Of course, meeting Bonar Law, the boy from Rexton, New Brunswick, who was to become prime minister of Great Britain in 1922, was a pivotal event in Max Aitken’s life. Bonar Law would become another older man who would string a tightrope and watch how the little Newcastle imp could don a top hat and twirl a cane while perched upon it.

In fact the friendship between these two New Brunswickers would shape the next twelve years of British politics, first
within the ranks of the British Conservative Party and then within the office of the prime minister itself.

It is strange how quickly our man got on in Britain. One forgets that, as a British citizen, and as a millionaire, and with introductions to Bonar Law and other expatriate Canadians, Max Aitken had inroads already ploughed. And amid all this glitter—Henry James was still writing, George V was ascending the throne, young (or youngish) Churchill was conniving for power, there were parties in tuxes and dinner at the club—he must have thought he had landed at the top of the world. In a way he had. It was the London of Piccadilly Circus and Trafalgar Square, of London Bridge and the Thames, of Henry VIII and Elizabeth I, of Chaucer, Shakespeare, and Marlowe, of eighteenth-century scribblers like Sam Johnson and nineteenth-century icons like Charles Dickens, and of political men of only a generation before, like Disraeli and Gladstone. Max, too, wanted to climb to the top of the greasy pole—he was too certain of his destiny not to—but it’s hard to know if he wanted the prime ministership. If he had thought Saint John, New Brunswick, was awe-inspiring when he was a boy, look what he’d gotten up to now!

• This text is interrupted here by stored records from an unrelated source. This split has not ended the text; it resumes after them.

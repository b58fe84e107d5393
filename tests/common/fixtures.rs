//! Chain state and import file builders.
//!
//! Every chain built here has ledger class `class-1` on asset class
//! `asset-1` with entry types 1..=2, bucket types 1..=2 and status type 1,
//! and NFTs `nft-0`.. owned by [`OWNER`].

use anyhow::Result;
use serde_json::{json, Value};
use std::path::{Path, PathBuf};

use asset_ledger::import::LocalChain;
use asset_ledger::keeper::ClassTypeKind;
use asset_ledger::types::{LedgerClass, LedgerClassType, LedgerKey};

pub const AUTHORITY: &str = "gov-authority";
pub const OWNER: &str = "owner-addr";
/// 2024-10-04
pub const BLOCK_DATE: i32 = 20_000;

pub fn setup_chain(nfts: usize) -> Result<LocalChain> {
    let chain = LocalChain::new(AUTHORITY, BLOCK_DATE);
    let registry = chain.registry();
    registry.add_asset_class("asset-1");
    for i in 0..nfts {
        registry.set_nft_owner(LedgerKey::new("asset-1", format!("nft-{}", i)), OWNER);
    }

    let keeper = chain.keeper();
    keeper.add_ledger_class(LedgerClass {
        ledger_class_id: "class-1".into(),
        asset_class_id: "asset-1".into(),
        denom: "nhash".into(),
        maintainer_address: "maintainer".into(),
    })?;
    for (kind, types) in [
        (ClassTypeKind::Entry, [(1, "DISB", "Disbursement"), (2, "PAY", "Payment")]),
        (ClassTypeKind::Bucket, [(1, "PRINCIPAL", "Principal"), (2, "INTEREST", "Interest")]),
    ] {
        for (id, code, description) in types {
            keeper.add_class_type(kind, "class-1", LedgerClassType::new(id, code, description))?;
        }
    }
    keeper.add_class_type(
        ClassTypeKind::Status,
        "class-1",
        LedgerClassType::new(1, "CURRENT", "Current"),
    )?;
    Ok(chain)
}

pub fn write_chain_state(dir: &Path, nfts: usize) -> Result<PathBuf> {
    let path = dir.join("chain-state.json");
    setup_chain(nfts)?.save_to(&path)?;
    Ok(path)
}

/// One ledger with `entries` entries. Entry `j` is effective on day
/// `19_000 + j` and leaves principal at `1000 - 100 * (j + 1)`.
pub fn record_json(i: usize, entries: usize) -> Value {
    let entries: Vec<_> = (0..entries)
        .map(|j| {
            json!({
                "correlationId": format!("l{}-e{}", i, j),
                "sequence": 0,
                "entryTypeId": 2,
                "postedDate": 19_000 + j,
                "effectiveDate": 19_000 + j,
                "totalAmt": "100",
                "appliedAmounts": [{"bucketTypeId": 1, "appliedAmt": "-100"}],
                "balanceAmounts": [{"bucketTypeId": 1, "balanceAmt": (1000 - 100 * (j as i64 + 1)).to_string()}]
            })
        })
        .collect();
    json!({
        "ledgerKey": {"assetClassId": "asset-1", "nftId": format!("nft-{}", i)},
        "ledger": {"ledgerClassId": "class-1", "statusTypeId": 1, "interestRate": 5_000_000},
        "entries": entries
    })
}

pub fn write_import_file(dir: &Path, ledgers: usize, entries: usize) -> Result<PathBuf> {
    write_import_records(dir, &vec![entries; ledgers])
}

/// Record `i` gets `entries[i]` entries; a record with none only creates
/// its ledger.
pub fn write_import_records(dir: &Path, entries: &[usize]) -> Result<PathBuf> {
    let records: Vec<_> = entries.iter().enumerate().map(|(i, &n)| record_json(i, n)).collect();
    let path = dir.join("import.json");
    std::fs::write(
        &path,
        serde_json::to_vec_pretty(&json!({ "ledgerToEntries": records }))?,
    )?;
    Ok(path)
}

/// Correlation ids of a file written by [`write_import_file`], in order.
pub fn entry_ids(ledgers: usize, entries: usize) -> Vec<String> {
    record_entry_ids(&vec![entries; ledgers])
}

/// Correlation ids of a file written by [`write_import_records`], in order.
pub fn record_entry_ids(entries: &[usize]) -> Vec<String> {
    entries
        .iter()
        .enumerate()
        .flat_map(|(i, &n)| (0..n).map(move |j| format!("l{}-e{}", i, j)))
        .collect()
}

He would never take up permanent residence in Canada again (though on three occasions he would try). He was one
of the casualties, not of the cement shenanigans back home (or not just that) so much as of Canada’s inability to set a course for itself and keep its brightest and most influential citizens Canadian. In a sense Max was like Canadian silentfilm icon Mary Pickford, or fellow New Brunswickers Louis B. Mayer, co-founder of MGM (who was born in Russia but educated in New Brunswick) and 1940s actor Walter Pigeon, or later still, Saint John–born Donald Sutherland. He, like they, had to go where there would be a reasonable chance of becoming a star. However, he would be blamed for this “flaw” of being Canadian—in Britain far more than they were in the States. And Canada and Canadians have treated the memories of these film stars with a reverence our pugnacious newspaper baron never managed to corral. Yet there was no Canadian of the century more influential. Perhaps in a way (shudder to think), a saviour of our way of life. Why is this not remembered? Why is our whole contribution to the world thrown off a cliff to oblivion, and none of us dare say shame?